10/7
Read Time: 8 Minutes
Coronavirus/COVID-19
- The U.S. reported 38,691 new cases and 635 additional deaths. 14,508 patients are receiving critical care.
- All the members of the Joint Chiefs of Staff are quarantining at home after a positive COVID test for Admiral Ray, the Vice Commandant of the US Coast Guard.
- White House physician Sean Conley has just released a statement saying that President Trump is reporting “no symptoms” after being discharged from Walter Reed National Military Medical Center during his treatment for the novel coronavirus.
“Vital signs and physical exam remain stable, with an ambulatory oxygen saturation level of 95-97%. Overall he continues to do extremely well, I will provide updates as we know more,” Conley wrote.
- Stephen Miller, a top aide to President Donald Trump, tested positive for Covid-19 today, according to a person familiar with the matter.
- White House press aide Jalen Drummond has tested positive for COVID-19, becoming the third aide under White House press secretary Kayleigh McEnany to test positive and yet another attendee of the Rose Garden event considered a “super-spreader” to contract the virus.
- The U.S. Department of Transportation has rejected a petition from a labor union that would issue a departmentwide mandate requiring all passengers on DOT-approved transportation to wear masks, underscoring the lack of universal health protocols deployed during the COVID-19 pandemic by the federal government.
- President Trump lashed out at the news media for its focus on his handling of the coronavirus pandemic – less than 24 hours after he returned to the White House from being treated for COVID-19.

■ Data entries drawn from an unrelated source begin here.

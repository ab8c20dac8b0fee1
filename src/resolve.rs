//! Render-ready view of a layout with consumer defaults applied.
//!
//! Fields store only what the user set. Render collaborators need every
//! attribute filled in, plus the text to draw: the field's value, else its
//! label, else its key. `resolve_fields` produces that view in render order.

#[cfg(test)]
#[path = "resolve_test.rs"]
mod resolve_test;

use serde::Serialize;

use crate::config::FieldDefaults;
use crate::layout::{Align, FieldValues, LayoutSnapshot, TemplateField};

/// A field with all style attributes resolved and its display text chosen.
#[derive(Debug, Clone, PartialEq, Serialize)]
#[serde(rename_all = "camelCase")]
pub struct ResolvedField {
    pub key: String,
    pub text: String,
    pub x: f64,
    pub y: f64,
    pub font_size: f64,
    pub font_family: String,
    pub color: String,
    pub align: Align,
}

/// Text to draw for `field`: its value, else its label, else its key.
#[must_use]
pub fn display_text<'a>(field: &'a TemplateField, values: &'a FieldValues) -> &'a str {
    values
        .get(&field.key)
        .map_or_else(|| field.display_label(), String::as_str)
}

#[must_use]
pub fn resolve_field(field: &TemplateField, values: &FieldValues, defaults: &FieldDefaults) -> ResolvedField {
    ResolvedField {
        key: field.key.clone(),
        text: display_text(field, values).to_string(),
        x: field.x,
        y: field.y,
        font_size: field.font_size.unwrap_or(defaults.font_size),
        font_family: field
            .font_family
            .clone()
            .unwrap_or_else(|| defaults.font_family.clone()),
        color: field.color.clone().unwrap_or_else(|| defaults.color.clone()),
        align: field.align.unwrap_or_default(),
    }
}

/// Resolve every field of `layout`, in render order.
#[must_use]
pub fn resolve_fields(layout: &LayoutSnapshot, values: &FieldValues, defaults: &FieldDefaults) -> Vec<ResolvedField> {
    layout
        .fields
        .iter()
        .map(|f| resolve_field(f, values, defaults))
        .collect()
}
//! Editor session registry.
//!
//! DESIGN
//! ======
//! Each open document gets its own [`Editor`], keyed by a random session id.
//! The registry is a cloneable handle over a shared map, so async hosts
//! (one handler per request or socket) can reach the same sessions. Every
//! dispatch takes the write lock, which serializes edits to a session; the
//! editor itself never sees concurrent access.

#[cfg(test)]
#[path = "sessions_test.rs"]
mod sessions_test;

use std::collections::HashMap;
use std::sync::Arc;

use tokio::sync::RwLock;
use tracing::info;
use uuid::Uuid;

use crate::action::Action;
use crate::config::EditorConfig;
use crate::editor::Editor;
use crate::error::SessionError;
use crate::layout::Snapshot;

/// Identifier for one open editing session.
pub type SessionId = Uuid;

/// Shared map of live editor sessions.
#[derive(Clone, Default)]
pub struct EditorSessions {
    config: EditorConfig,
    sessions: Arc<RwLock<HashMap<SessionId, Editor>>>,
}

impl EditorSessions {
    #[must_use]
    pub fn new(config: EditorConfig) -> Self {
        Self { config, sessions: Arc::new(RwLock::new(HashMap::new())) }
    }

    /// Open a new session on a persisted snapshot.
    pub async fn open(&self, snapshot: Snapshot) -> SessionId {
        let id = Uuid::new_v4();
        let editor = Editor::from_snapshot(snapshot, self.config.clone());
        let mut sessions = self.sessions.write().await;
        sessions.insert(id, editor);
        info!(%id, open = sessions.len(), "editor session opened");
        id
    }

    /// Apply `action` to a session and return its resulting snapshot.
    ///
    /// # Errors
    ///
    /// - `NotFound` if no session has this id.
    /// - `Editor` if the editor rejects the action (strict-key `add-field`).
    pub async fn dispatch(&self, id: SessionId, action: Action) -> Result<Snapshot, SessionError> {
        let mut sessions = self.sessions.write().await;
        let editor = sessions.get_mut(&id).ok_or(SessionError::NotFound(id))?;
        editor.dispatch(action)?;
        Ok(editor.snapshot())
    }

    /// # Errors
    ///
    /// Returns `NotFound` if no session has this id.
    pub async fn snapshot(&self, id: SessionId) -> Result<Snapshot, SessionError> {
        let sessions = self.sessions.read().await;
        sessions
            .get(&id)
            .map(Editor::snapshot)
            .ok_or(SessionError::NotFound(id))
    }

    /// `(past, future)` history depths for a session, for undo/redo button state.
    ///
    /// # Errors
    ///
    /// Returns `NotFound` if no session has this id.
    pub async fn history_depths(&self, id: SessionId) -> Result<(usize, usize), SessionError> {
        let sessions = self.sessions.read().await;
        sessions
            .get(&id)
            .map(Editor::history_depths)
            .ok_or(SessionError::NotFound(id))
    }

    /// Close a session, returning its final snapshot for persistence.
    ///
    /// # Errors
    ///
    /// Returns `NotFound` if no session has this id.
    pub async fn close(&self, id: SessionId) -> Result<Snapshot, SessionError> {
        let mut sessions = self.sessions.write().await;
        let editor = sessions.remove(&id).ok_or(SessionError::NotFound(id))?;
        info!(%id, open = sessions.len(), "editor session closed");
        Ok(editor.snapshot())
    }

    pub async fn len(&self) -> usize {
        self.sessions.read().await.len()
    }

    pub async fn is_empty(&self) -> bool {
        self.sessions.read().await.is_empty()
    }
}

Trump tweeted: “The Fake News Media refuses to discuss how good the Economy and Stock Market, including JOBS under the Trump Administration, are doing. We will soon be in RECORD TERRITORY. All they want to discuss is COVID 19, where they won’t say it, but we beat the Dems all day long, also!!!”
- President Trump downplayed the coronavirus by comparing it to the flu, even though COVID-19 has a mortality rate 10 times higher than most strains of the flu.
“Flu season is coming up! Many people every year, sometimes over 100,000, and despite the Vaccine, die from the Flu,” Trump tweeted. “Are we going to close down our Country? No, we have learned to live with it, just like we are learning to live with Covid, in most populations far less lethal!!!”
NOTE: More people in the U.S. have already died from the coronavirus than those who died from influenza during the past five flu seasons combined.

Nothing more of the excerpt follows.